* [RECORDS]:
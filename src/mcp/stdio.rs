//! Newline-delimited JSON-RPC over stdin/stdout

use tokio::io::{AsyncBufRead, AsyncBufReadExt, AsyncWrite, AsyncWriteExt, BufReader};
use tracing::{error, info, warn};

use super::handler::McpServer;
use super::protocol::{JsonRpcResponse, PARSE_ERROR};

/// Serve until stdin closes
pub async fn serve_stdio(server: &McpServer) -> anyhow::Result<()> {
    info!("MCP server listening on stdio");
    let reader = BufReader::new(tokio::io::stdin());
    let mut writer = tokio::io::stdout();
    serve_lines(server, reader, &mut writer).await?;
    info!("stdin closed, shutting down");
    Ok(())
}

/// One message per line in, one response per line out. Blank lines are
/// skipped and notifications produce no output. A line that is not UTF-8 is
/// answered with a parse error.
pub async fn serve_lines<R, W>(server: &McpServer, mut reader: R, writer: &mut W) -> std::io::Result<()>
where
    R: AsyncBufRead + Unpin,
    W: AsyncWrite + Unpin,
{
    let mut buf = Vec::new();
    loop {
        buf.clear();
        if reader.read_until(b'\n', &mut buf).await? == 0 {
            break;
        }

        let response = match std::str::from_utf8(&buf) {
            Ok(raw_line) => {
                let line = raw_line.trim();
                if line.is_empty() {
                    continue;
                }
                server.handle_message(line).await
            }
            Err(e) => {
                warn!("received a line that is not valid UTF-8: {e}");
                Some(JsonRpcResponse::error(
                    None,
                    PARSE_ERROR,
                    format!("parse error: {e}"),
                ))
            }
        };
        let Some(response) = response else {
            continue;
        };

        let out = match serde_json::to_string(&response) {
            Ok(out) => out,
            Err(e) => {
                error!("failed to serialize response: {e}");
                continue;
            }
        };
        writer.write_all(out.as_bytes()).await?;
        writer.write_all(b"\n").await?;
        writer.flush().await?;
    }
    Ok(())
}
//! # OCI Vault Provider
//!
//! REST implementation of the provider traits against OCI Vault.
//!
//! Uses reqwest (rustls) for HTTP and OCI HTTP signatures for authentication.
//! Credentials are read from the OCI CLI config file each time a client is
//! built, so a refreshed session token is picked up without a restart.
//!
//! References:
//! - [Vault management API](https://docs.oracle.com/en-us/iaas/api/#/en/secretmgmt/20180608/)
//! - [Secret retrieval API](https://docs.oracle.com/en-us/iaas/api/#/en/secretretrieval/20190301/)

use reqwest::Client;
use tracing::debug;

use crate::constants::{SECRETS_API_VERSION, VAULTS_API_VERSION};
use crate::error::VaultError;
use crate::provider::{ClientFactory, SecretsApi, VaultsApi};
use auth::{CredentialSource, OciProfile, RequestSigner};
use client::OciHttpClient;
use secrets::OciSecretsClient;
use vaults::OciVaultsClient;

pub mod auth;
mod client;
pub mod requests;
pub mod responses;
pub mod secrets;
pub mod vaults;

/// Endpoint overrides; `None` derives the public endpoint from the region
#[derive(Debug, Clone, Default, PartialEq, Eq)]
pub struct EndpointOverrides {
    pub vaults: Option<String>,
    pub secrets: Option<String>,
}

pub fn vaults_endpoint(region: &str) -> String {
    format!("https://vaults.{region}.oci.oraclecloud.com")
}

pub fn secrets_endpoint(region: &str) -> String {
    format!("https://secrets.vaults.{region}.oci.oraclecloud.com")
}

/// Builds signed OCI clients from the OCI CLI config file
#[derive(Debug, Clone)]
pub struct OciClientFactory {
    source: CredentialSource,
    endpoints: EndpointOverrides,
}

impl OciClientFactory {
    pub fn new(source: CredentialSource, endpoints: EndpointOverrides) -> Self {
        Self { source, endpoints }
    }

    /// Load credentials and return (signer, region)
    fn credentials(&self) -> Result<(RequestSigner, String), VaultError> {
        let profile = OciProfile::load(&self.source)?;
        let signer = RequestSigner::from_profile(&profile)?;
        debug!(
            profile = %self.source.profile,
            region = %profile.region,
            "Built OCI request signer"
        );
        Ok((signer, profile.region))
    }

    fn vaults_http(&self, http: Client, signer: RequestSigner, region: &str) -> OciHttpClient {
        let base_url = self
            .endpoints
            .vaults
            .clone()
            .unwrap_or_else(|| vaults_endpoint(region));
        OciHttpClient::new(http, signer, &base_url, VAULTS_API_VERSION, "vaults")
    }
}

impl ClientFactory for OciClientFactory {
    fn vaults_client(&self) -> Result<Box<dyn VaultsApi>, VaultError> {
        let (signer, region) = self.credentials()?;
        let http = Client::builder().build()?;
        Ok(Box::new(OciVaultsClient::new(
            self.vaults_http(http, signer, &region),
        )))
    }

    fn secrets_client(&self) -> Result<Box<dyn SecretsApi>, VaultError> {
        let (signer, region) = self.credentials()?;
        let http = Client::builder().build()?;
        let secrets_url = self
            .endpoints
            .secrets
            .clone()
            .unwrap_or_else(|| secrets_endpoint(&region));
        let secrets = OciHttpClient::new(
            http.clone(),
            signer.clone(),
            &secrets_url,
            SECRETS_API_VERSION,
            "secrets",
        );
        let vaults = self.vaults_http(http, signer, &region);
        Ok(Box::new(OciSecretsClient::new(secrets, vaults)))
    }
}

#[cfg(test)]
mod tests {
    use super::*;
    use std::path::PathBuf;

    #[test]
    fn test_public_endpoints_follow_region() {
        assert_eq!(
            vaults_endpoint("eu-frankfurt-1"),
            "https://vaults.eu-frankfurt-1.oci.oraclecloud.com"
        );
        assert_eq!(
            secrets_endpoint("eu-frankfurt-1"),
            "https://secrets.vaults.eu-frankfurt-1.oci.oraclecloud.com"
        );
    }

    #[test]
    fn test_missing_config_file_fails_with_credential_error() {
        let factory = OciClientFactory::new(
            CredentialSource {
                config_file: PathBuf::from("/nonexistent/.oci/config"),
                profile: "DEFAULT".to_string(),
            },
            EndpointOverrides::default(),
        );
        assert_eq!(factory.vaults_client().err().unwrap().kind(), "credential");
        assert_eq!(factory.secrets_client().err().unwrap().kind(), "credential");
    }
}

* [EXERCISE]:
Wherever the word "VaultsApi" turns up in a line of the entries above, copy that line.

* [WRITTEN RESPONSE]:
use crate::provider::{ClientFactory, SecretsApi, VaultsApi};
    fn vaults_client(&self) -> Result<Box<dyn VaultsApi>, VaultError> {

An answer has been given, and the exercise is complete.